Her change of abode and situation was very little agreeable to the Scottish princess. Besides her natural preposessions in favor of a country in which she had been educated from her earliest infancy, and where she had borne so high a rank, she could not forbear both regretting the society of that people, so celebrated for their humane disposition and their respectful attachment to their sovereign, and reflecting on the disparity of the scene which lay before her. It is said that, after she was embarked at Calais, she kept her eyes fixed on the coast of France, and never turned them from that beloved object till darkness fell and intercepted it from her view. She then ordered a couch to be spread for her in the open air, and charged the pilot that if in the morning the land were still in sight, he should awake her, and afford her one parting view of that country in which all her affections were centered. The weather proved calm, so that the ship made little way in the night-time, and Mary had once more an opportunity of seeing the French coast. She sat up on her couch, and, still looking toward the land, often repeated these words: “Farewell, France, farewell; I shall never see thee more.”

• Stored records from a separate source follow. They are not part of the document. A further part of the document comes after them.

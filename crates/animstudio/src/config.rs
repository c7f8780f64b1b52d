//! TOML configuration for the studio and its service.
//!
//! Every field has a default, so an empty file (or no file) is a valid
//! configuration. String values may reference environment variables with
//! `${VAR}` or `${VAR:-default}`.

use anyhow::{Context, Result, anyhow};
use regex::{Captures, Regex};
use serde::Deserialize;
use std::path::{Path, PathBuf};
use std::time::Duration;

use crate::model::OpenAiCompatConfig;
use crate::orchestrator::PipelineSettings;
use crate::render::{Quality, RenderSettings};
use crate::session::SessionPolicy;

#[derive(Debug, Clone, Default, Deserialize)]
#[serde(deny_unknown_fields)]
pub struct StudioConfig {
    #[serde(default)]
    pub server: ServerConfig,
    #[serde(default)]
    pub model: ModelConfig,
    #[serde(default)]
    pub render: RenderConfig,
    #[serde(default)]
    pub pipeline: PipelineConfig,
    #[serde(default)]
    pub sessions: SessionsConfig,
}

#[derive(Debug, Clone, Deserialize)]
#[serde(deny_unknown_fields)]
pub struct ServerConfig {
    #[serde(default = "default_addr")]
    pub addr: String,
    /// Public origin used to build video URLs.
    #[serde(default = "default_base_url")]
    pub base_url: String,
    /// When set, every `/api` route requires `Authorization: Bearer <key>`.
    #[serde(default)]
    pub auth_key: Option<String>,
}

impl Default for ServerConfig {
    fn default() -> Self {
        Self {
            addr: default_addr(),
            base_url: default_base_url(),
            auth_key: None,
        }
    }
}

#[derive(Debug, Clone, Deserialize)]
#[serde(deny_unknown_fields)]
pub struct ModelConfig {
    #[serde(default = "default_model_base_url")]
    pub base_url: String,
    #[serde(default = "default_model")]
    pub model: String,
    #[serde(default)]
    pub api_key: Option<String>,
    #[serde(default = "default_temperature")]
    pub temperature: Option<f32>,
    #[serde(default)]
    pub max_tokens: Option<u32>,
    #[serde(default = "default_model_timeout_secs")]
    pub timeout_secs: u64,
}

impl Default for ModelConfig {
    fn default() -> Self {
        Self {
            base_url: default_model_base_url(),
            model: default_model(),
            api_key: None,
            temperature: default_temperature(),
            max_tokens: None,
            timeout_secs: default_model_timeout_secs(),
        }
    }
}

#[derive(Debug, Clone, Deserialize)]
#[serde(deny_unknown_fields)]
pub struct RenderConfig {
    #[serde(default = "default_manim_bin")]
    pub manim_bin: String,
    #[serde(default = "default_ffmpeg_bin")]
    pub ffmpeg_bin: String,
    #[serde(default)]
    pub quality: Quality,
    #[serde(default = "default_output_dir")]
    pub output_dir: PathBuf,
    #[serde(default = "default_work_dir")]
    pub work_dir: PathBuf,
    #[serde(default = "default_render_timeout_secs")]
    pub timeout_secs: u64,
}

impl Default for RenderConfig {
    fn default() -> Self {
        Self {
            manim_bin: default_manim_bin(),
            ffmpeg_bin: default_ffmpeg_bin(),
            quality: Quality::default(),
            output_dir: default_output_dir(),
            work_dir: default_work_dir(),
            timeout_secs: default_render_timeout_secs(),
        }
    }
}

#[derive(Debug, Clone, Deserialize)]
#[serde(deny_unknown_fields)]
pub struct PipelineConfig {
    #[serde(default = "default_attempts")]
    pub max_generation_attempts: u32,
    #[serde(default = "default_attempts")]
    pub max_render_attempts: u32,
    #[serde(default = "default_true")]
    pub auto_improve: bool,
}

impl Default for PipelineConfig {
    fn default() -> Self {
        Self {
            max_generation_attempts: default_attempts(),
            max_render_attempts: default_attempts(),
            auto_improve: true,
        }
    }
}

#[derive(Debug, Clone, Deserialize)]
#[serde(deny_unknown_fields)]
pub struct SessionsConfig {
    #[serde(default = "default_max_sessions")]
    pub max_sessions: usize,
    #[serde(default = "default_idle_ttl_secs")]
    pub idle_ttl_secs: u64,
    #[serde(default = "default_max_history")]
    pub max_history: usize,
    /// Turns of conversation handed to the model as context.
    #[serde(default = "default_context_turns")]
    pub context_turns: usize,
    #[serde(default = "default_sweep_interval_secs")]
    pub sweep_interval_secs: u64,
}

impl Default for SessionsConfig {
    fn default() -> Self {
        Self {
            max_sessions: default_max_sessions(),
            idle_ttl_secs: default_idle_ttl_secs(),
            max_history: default_max_history(),
            context_turns: default_context_turns(),
            sweep_interval_secs: default_sweep_interval_secs(),
        }
    }
}

fn default_addr() -> String {
    "0.0.0.0:3001".into()
}

fn default_base_url() -> String {
    "http://localhost:3001".into()
}

fn default_model_base_url() -> String {
    "http://localhost:11434/v1".into()
}

fn default_model() -> String {
    "qwen2.5-coder:7b".into()
}

fn default_temperature() -> Option<f32> {
    Some(0.2)
}

fn default_model_timeout_secs() -> u64 {
    120
}

fn default_manim_bin() -> String {
    "manim".into()
}

fn default_ffmpeg_bin() -> String {
    "ffmpeg".into()
}

fn default_output_dir() -> PathBuf {
    PathBuf::from("animations")
}

fn default_work_dir() -> PathBuf {
    std::env::temp_dir().join("animstudio")
}

fn default_render_timeout_secs() -> u64 {
    180
}

fn default_attempts() -> u32 {
    3
}

fn default_true() -> bool {
    true
}

fn default_max_sessions() -> usize {
    1000
}

fn default_idle_ttl_secs() -> u64 {
    60 * 60
}

fn default_max_history() -> usize {
    200
}

fn default_context_turns() -> usize {
    6
}

fn default_sweep_interval_secs() -> u64 {
    60
}

impl StudioConfig {
    /// Parses TOML after environment interpolation and validates the result.
    pub fn from_toml(content: &str) -> Result<Self> {
        let processed = interpolate_env_vars(content)?;
        let config: StudioConfig =
            toml::from_str(&processed).with_context(|| "Failed to parse studio config")?;
        config.validate()?;
        Ok(config)
    }

    pub fn validate(&self) -> Result<()> {
        if self.pipeline.max_generation_attempts == 0 {
            return Err(anyhow!("pipeline.max_generation_attempts must be at least 1"));
        }
        if self.pipeline.max_render_attempts == 0 {
            return Err(anyhow!("pipeline.max_render_attempts must be at least 1"));
        }
        if self.sessions.max_sessions == 0 {
            return Err(anyhow!("sessions.max_sessions must be at least 1"));
        }
        if self.sessions.max_history == 0 {
            return Err(anyhow!("sessions.max_history must be at least 1"));
        }
        if self.sessions.sweep_interval_secs == 0 {
            return Err(anyhow!("sessions.sweep_interval_secs must be at least 1"));
        }
        if self.render.timeout_secs == 0 || self.model.timeout_secs == 0 {
            return Err(anyhow!("timeouts must be at least one second"));
        }
        if self.model.model.trim().is_empty() {
            return Err(anyhow!("model.model must not be empty"));
        }
        Ok(())
    }

    pub fn model_settings(&self) -> OpenAiCompatConfig {
        OpenAiCompatConfig {
            base_url: self.model.base_url.clone(),
            model: self.model.model.clone(),
            api_key: self.model.api_key.clone().filter(|k| !k.is_empty()),
            temperature: self.model.temperature,
            max_tokens: self.model.max_tokens,
            timeout: Duration::from_secs(self.model.timeout_secs),
        }
    }

    pub fn render_settings(&self) -> RenderSettings {
        RenderSettings {
            manim_bin: self.render.manim_bin.clone(),
            ffmpeg_bin: self.render.ffmpeg_bin.clone(),
            quality: self.render.quality,
            output_dir: self.render.output_dir.clone(),
            work_dir: self.render.work_dir.clone(),
            timeout: Duration::from_secs(self.render.timeout_secs),
            base_url: self.server.base_url.clone(),
        }
    }

    pub fn pipeline_settings(&self) -> PipelineSettings {
        PipelineSettings {
            max_generation_attempts: self.pipeline.max_generation_attempts,
            max_render_attempts: self.pipeline.max_render_attempts,
            auto_improve: self.pipeline.auto_improve,
            context_turns: self.sessions.context_turns,
        }
    }

    pub fn session_policy(&self) -> SessionPolicy {
        SessionPolicy {
            max_sessions: self.sessions.max_sessions,
            idle_ttl: Duration::from_secs(self.sessions.idle_ttl_secs),
            max_history: self.sessions.max_history,
        }
    }
}

/// Load configuration from a TOML file.
pub async fn load_config(path: impl AsRef<Path>) -> Result<StudioConfig> {
    let path = path.as_ref();
    let content = tokio::fs::read_to_string(path)
        .await
        .with_context(|| format!("Failed to read config file: {:?}", path))?;
    StudioConfig::from_toml(&content)
}

/// Interpolate environment variables in config content
/// Supports ${VAR} and ${VAR:-default} syntax
pub fn interpolate_env_vars(content: &str) -> Result<String> {
    let re = Regex::new(r"\$\{([A-Z_][A-Z0-9_]*)(?::-([^}]*))?\}")
        .context("Failed to compile env var regex")?;

    let mut missing = Vec::new();
    let result = re.replace_all(content, |caps: &Captures| {
        let var_name = &caps[1];
        match (std::env::var(var_name), caps.get(2)) {
            (Ok(val), _) => val,
            (Err(_), Some(default)) => default.as_str().to_string(),
            (Err(_), None) => {
                missing.push(var_name.to_string());
                String::new()
            }
        }
    });

    if !missing.is_empty() {
        return Err(anyhow!(
            "Required environment variables not set: {}",
            missing.join(", ")
        ));
    }
    Ok(result.into_owned())
}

The first aspect, however, of things in Scotland was more favorable, if not to her pleasure and happiness, at least to her repose and security, than she had reason to apprehend. No sooner did the French galleys appear off Leith, than people of all ranks, who had long expected their arrival, flocked toward the shore with an earnest impatience to behold and receive their young sovereign. Some were led by duty, some by interest, some by curiosity; and all combined to express their attachment to her, and to insinuate themselves into her confidence on the commencement of her administration. She had now reached her nineteenth year, and the bloom of her youth and amiable beauty of her person were further recommended by the affability of her address, the politeness of her manners, and the elegance of her genius. Well accomplished in all the superficial but engaging graces of a court, she afforded, when better known, still more promising indications of her character; and men prognosticated both humanity from her soft and obliging deportment, and penetration from her taste in all the refined arts of music, eloquence, and poetry. And as the Scots had long been deprived of the presence of their sovereign, whom they once despaired ever more to behold among them, her arrival seemed to give universal satisfaction; and nothing appeared about the court but symptoms of affection, joy, and festivity.